Whew! That was a ride. At least it was for me creating the demo and writing this article to go with it. I ended up reading and learning a lot about music and audio engineering in that process. From things I mentioned such as the Web Audio API to things that I didn't get to touch on since they're tangential to the topic like how notes, scales, and octaves work.

The solutions we tried went from trying to correct JavaScript timers to completely giving up on them and leaning in on the Web Audio API. I guess the takeaway when it comes to creating metronomes and music apps in the browser is to use the Web Audio API as much we can, as that assures the best performance and accuracy. So going with an implementation that's close to how the audio loop approach works would probably be the best way. If that's too limiting, you want more flexibility, or it just can't work for your use case, then going with something like the lookahead timer or event queue solutions would probably work just as well. Using approaches similar to the custom timer or worker timer would only be good if the Web Audio API is a no-go for your use case, but I don't know why that would be unless you need to support old browsers.

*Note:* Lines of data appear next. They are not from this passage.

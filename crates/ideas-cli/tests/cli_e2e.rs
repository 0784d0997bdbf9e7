use std::fs;
use std::io::{Read, Write};
use std::net::{TcpListener, TcpStream};
use std::path::{Path, PathBuf};
use std::process::{Child, Command, Output};
use std::thread;
use std::time::{Duration, Instant};

fn ideas_bin() -> PathBuf {
    PathBuf::from(env!("CARGO_BIN_EXE_ideas"))
}

fn ideas(data_dir: &Path, args: &[&str]) -> Output {
    Command::new(ideas_bin())
        .arg("--data-dir")
        .arg(data_dir)
        .args(args)
        .env_remove("IDEAS_DATA_DIR")
        .env_remove("IDEAS_JWT_SECRET")
        .env("RUST_LOG", "warn")
        .output()
        .expect("run ideas binary")
}

fn write_legacy_files(dir: &Path) -> (PathBuf, PathBuf) {
    let summary = dir.join("summary.json");
    let detailed = dir.join("detailed.json");
    fs::write(
        &summary,
        serde_json::to_vec(&serde_json::json!({
            "1": {
                "title": "Clinic queue app",
                "description": "Token system for small clinics",
                "category": "HealthTech",
                "investmentAmount": "₹1.2 Cr",
                "timeToMarket": "6 months",
                "tags": ["clinics", "queues"]
            },
            "2": {
                "title": "Chai subscription",
                "description": "Office tea delivery",
                "category": "Food",
                "investmentAmount": "5L",
                "tags": ["beverages"]
            }
        }))
        .unwrap(),
    )
    .unwrap();
    fs::write(
        &detailed,
        serde_json::to_vec(&serde_json::json!([{
            "id": 101,
            "title": "Tractor sharing",
            "detailedDescription": "Hourly rental of farm equipment",
            "category": "Agritech",
            "investment": "25 lakhs",
            "timeToMarket": "1-3 months",
            "marketAnalysis": { "marketSize": "National" },
            "businessModel": "marketplace",
            "revenueStreams": ["Rental fees"],
            "requiredSkills": "Logistics",
            "tags": ["farming"]
        }]))
        .unwrap(),
    )
    .unwrap();
    (summary, detailed)
}

#[test]
fn test_migrate_then_list_reads_the_same_store() {
    let tmp = tempfile::tempdir().unwrap();
    let data = tmp.path().join("data");
    let (summary, detailed) = write_legacy_files(tmp.path());

    let out = ideas(
        &data,
        &[
            "migrate",
            "--summary",
            summary.to_str().unwrap(),
            "--detailed",
            detailed.to_str().unwrap(),
            "--json",
        ],
    );
    assert!(out.status.success(), "stderr: {}", String::from_utf8_lossy(&out.stderr));
    let report: serde_json::Value = serde_json::from_slice(&out.stdout).unwrap();
    assert_eq!(report["summaryRecords"], 2);
    assert_eq!(report["detailedRecords"], 1);
    assert_eq!(report["inserted"], 3);

    let out = ideas(&data, &["list", "--source", "static", "--sort", "title", "--json"]);
    assert!(out.status.success());
    let page: serde_json::Value = serde_json::from_slice(&out.stdout).unwrap();
    assert_eq!(page["total"], 3);
    assert_eq!(page["items"][0]["title"], "Chai subscription");
    assert_eq!(page["items"][2]["category"], "Agriculture");
}

#[test]
fn test_list_does_not_write_the_store() {
    let tmp = tempfile::tempdir().unwrap();
    let data = tmp.path().join("data");

    let out = ideas(&data, &["list", "--json"]);
    assert!(out.status.success(), "stderr: {}", String::from_utf8_lossy(&out.stderr));
    assert!(!data.join("ideas.json").exists());

    let (summary, detailed) = write_legacy_files(tmp.path());
    let out = ideas(
        &data,
        &[
            "migrate",
            "--summary",
            summary.to_str().unwrap(),
            "--detailed",
            detailed.to_str().unwrap(),
        ],
    );
    assert!(out.status.success());
    let before = fs::read(data.join("ideas.json")).unwrap();

    let out = ideas(&data, &["list", "--page", &usize::MAX.to_string()]);
    assert!(out.status.success(), "stderr: {}", String::from_utf8_lossy(&out.stderr));
    assert_eq!(fs::read(data.join("ideas.json")).unwrap(), before);
}

#[test]
fn test_unreadable_legacy_file_exits_with_two() {
    let tmp = tempfile::tempdir().unwrap();
    let bad = tmp.path().join("summary.json");
    fs::write(&bad, b"{ not json").unwrap();

    let out = ideas(
        &tmp.path().join("data"),
        &[
            "migrate",
            "--summary",
            bad.to_str().unwrap(),
            "--detailed",
            tmp.path().join("missing.json").to_str().unwrap(),
        ],
    );
    assert_eq!(out.status.code(), Some(2));
}

#[test]
fn test_corrupt_store_exits_with_one() {
    let tmp = tempfile::tempdir().unwrap();
    let data = tmp.path().join("data");
    fs::create_dir_all(&data).unwrap();
    fs::write(data.join("ideas.json"), b"garbage").unwrap();
    let (summary, detailed) = write_legacy_files(tmp.path());

    let out = ideas(
        &data,
        &[
            "migrate",
            "--summary",
            summary.to_str().unwrap(),
            "--detailed",
            detailed.to_str().unwrap(),
        ],
    );
    assert_eq!(out.status.code(), Some(1));
}

#[test]
fn test_serve_refuses_to_start_without_a_secret() {
    let tmp = tempfile::tempdir().unwrap();
    let out = ideas(&tmp.path().join("data"), &["serve", "--listen", "127.0.0.1:0"]);
    assert_eq!(out.status.code(), Some(2));
    assert!(String::from_utf8_lossy(&out.stderr).contains("IDEAS_JWT_SECRET"));
}

struct ChildGuard {
    child: Child,
}

impl Drop for ChildGuard {
    fn drop(&mut self) {
        let _ = self.child.kill();
        let _ = self.child.wait();
    }
}

fn free_addr() -> String {
    let listener = TcpListener::bind("127.0.0.1:0").expect("bind ephemeral port");
    listener.local_addr().unwrap().to_string()
}

fn http(
    addr: &str,
    method: &str,
    path: &str,
    body: Option<&serde_json::Value>,
    token: Option<&str>,
) -> std::io::Result<(u16, serde_json::Value)> {
    let mut stream = TcpStream::connect(addr)?;
    stream.set_read_timeout(Some(Duration::from_secs(5))).ok();

    let body_bytes = body
        .map(|b| serde_json::to_vec(b).unwrap())
        .unwrap_or_default();
    let mut request = format!(
        "{method} {path} HTTP/1.1\r\nHost: {addr}\r\nContent-Type: application/json\r\nContent-Length: {}\r\nConnection: close\r\n",
        body_bytes.len()
    );
    if let Some(tok) = token {
        request.push_str(&format!("Authorization: Bearer {tok}\r\n"));
    }
    request.push_str("\r\n");
    stream.write_all(request.as_bytes())?;
    stream.write_all(&body_bytes)?;

    let mut response = Vec::new();
    stream.read_to_end(&mut response)?;
    let response = String::from_utf8_lossy(&response);
    let status = response
        .lines()
        .next()
        .and_then(|line| line.split_whitespace().nth(1))
        .and_then(|s| s.parse().ok())
        .unwrap_or(0);
    let (_, body_text) = response.split_once("\r\n\r\n").unwrap_or(("", ""));
    let json = serde_json::from_str(body_text).unwrap_or(serde_json::Value::Null);
    Ok((status, json))
}

fn wait_until_ready(addr: &str) {
    let deadline = Instant::now() + Duration::from_secs(20);
    while Instant::now() < deadline {
        if let Ok((200, _)) = http(addr, "GET", "/healthz", None, None) {
            return;
        }
        thread::sleep(Duration::from_millis(100));
    }
    panic!("server at {addr} did not become ready");
}

#[test]
fn test_serve_registers_users_and_accepts_ideas() {
    let tmp = tempfile::tempdir().unwrap();
    let addr = free_addr();
    let child = Command::new(ideas_bin())
        .arg("--data-dir")
        .arg(tmp.path().join("data"))
        .args(["serve", "--listen", &addr, "--jwt-secret", "e2e-secret"])
        .env("RUST_LOG", "warn")
        .spawn()
        .expect("spawn server");
    let _guard = ChildGuard { child };
    wait_until_ready(&addr);

    let (status, body) = http(
        &addr,
        "POST",
        "/api/auth/register",
        Some(&serde_json::json!({
            "name": "Asha",
            "email": "asha@example.com",
            "password": "secret123"
        })),
        None,
    )
    .unwrap();
    assert_eq!(status, 201, "{body}");
    let token = body["token"].as_str().unwrap().to_string();

    let (status, body) = http(
        &addr,
        "POST",
        "/api/ideas",
        Some(&serde_json::json!({
            "title": "Repair cafe",
            "description": "Neighbourhood electronics repair",
            "category": "Other",
            "investmentRange": "₹1-5 Lakhs",
            "timeToStart": "Immediately",
            "businessModel": "B2C",
            "marketSize": "Local (City/Town)",
            "keyFeatures": ["Walk-in repairs"],
            "revenueStreams": ["Repair fees"],
            "requiredSkills": ["Soldering"],
            "contact": { "email": "asha@example.com" }
        })),
        Some(&token),
    )
    .unwrap();
    assert_eq!(status, 201, "{body}");

    let (status, body) = http(&addr, "GET", "/api/ideas?source=community", None, None).unwrap();
    assert_eq!(status, 200);
    assert_eq!(body["total"], 1);
    assert_eq!(body["items"][0]["uploadedByName"], "Asha");

    let (status, _) = http(&addr, "POST", "/api/ideas", Some(&serde_json::json!({})), None).unwrap();
    assert_eq!(status, 401);
}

Generalizing the takeaway, when possible, we should avoid blocking the main thread by putting time-sensitive and heavy tasks on their own thread so that the main thread can focus on the UI changes and events that it's meant to handle. Additionally, as much as possible, we should try to take advantage of available browser APIs since they're created by people who have thought deeply about the problems they try to solve and how their implementation and interfaces should work. The only time you should go against this and roll your own is if you want to learn how these things work under the hood or if you've done extensive research and you know that your use case requires you to do things on your own.

I think that's all I wanted to say on that. Feel free to correct me if I made any mistakes, I probably said some inaccurate things here and there. I don't have comments on here yet, so you can just file an issue for now.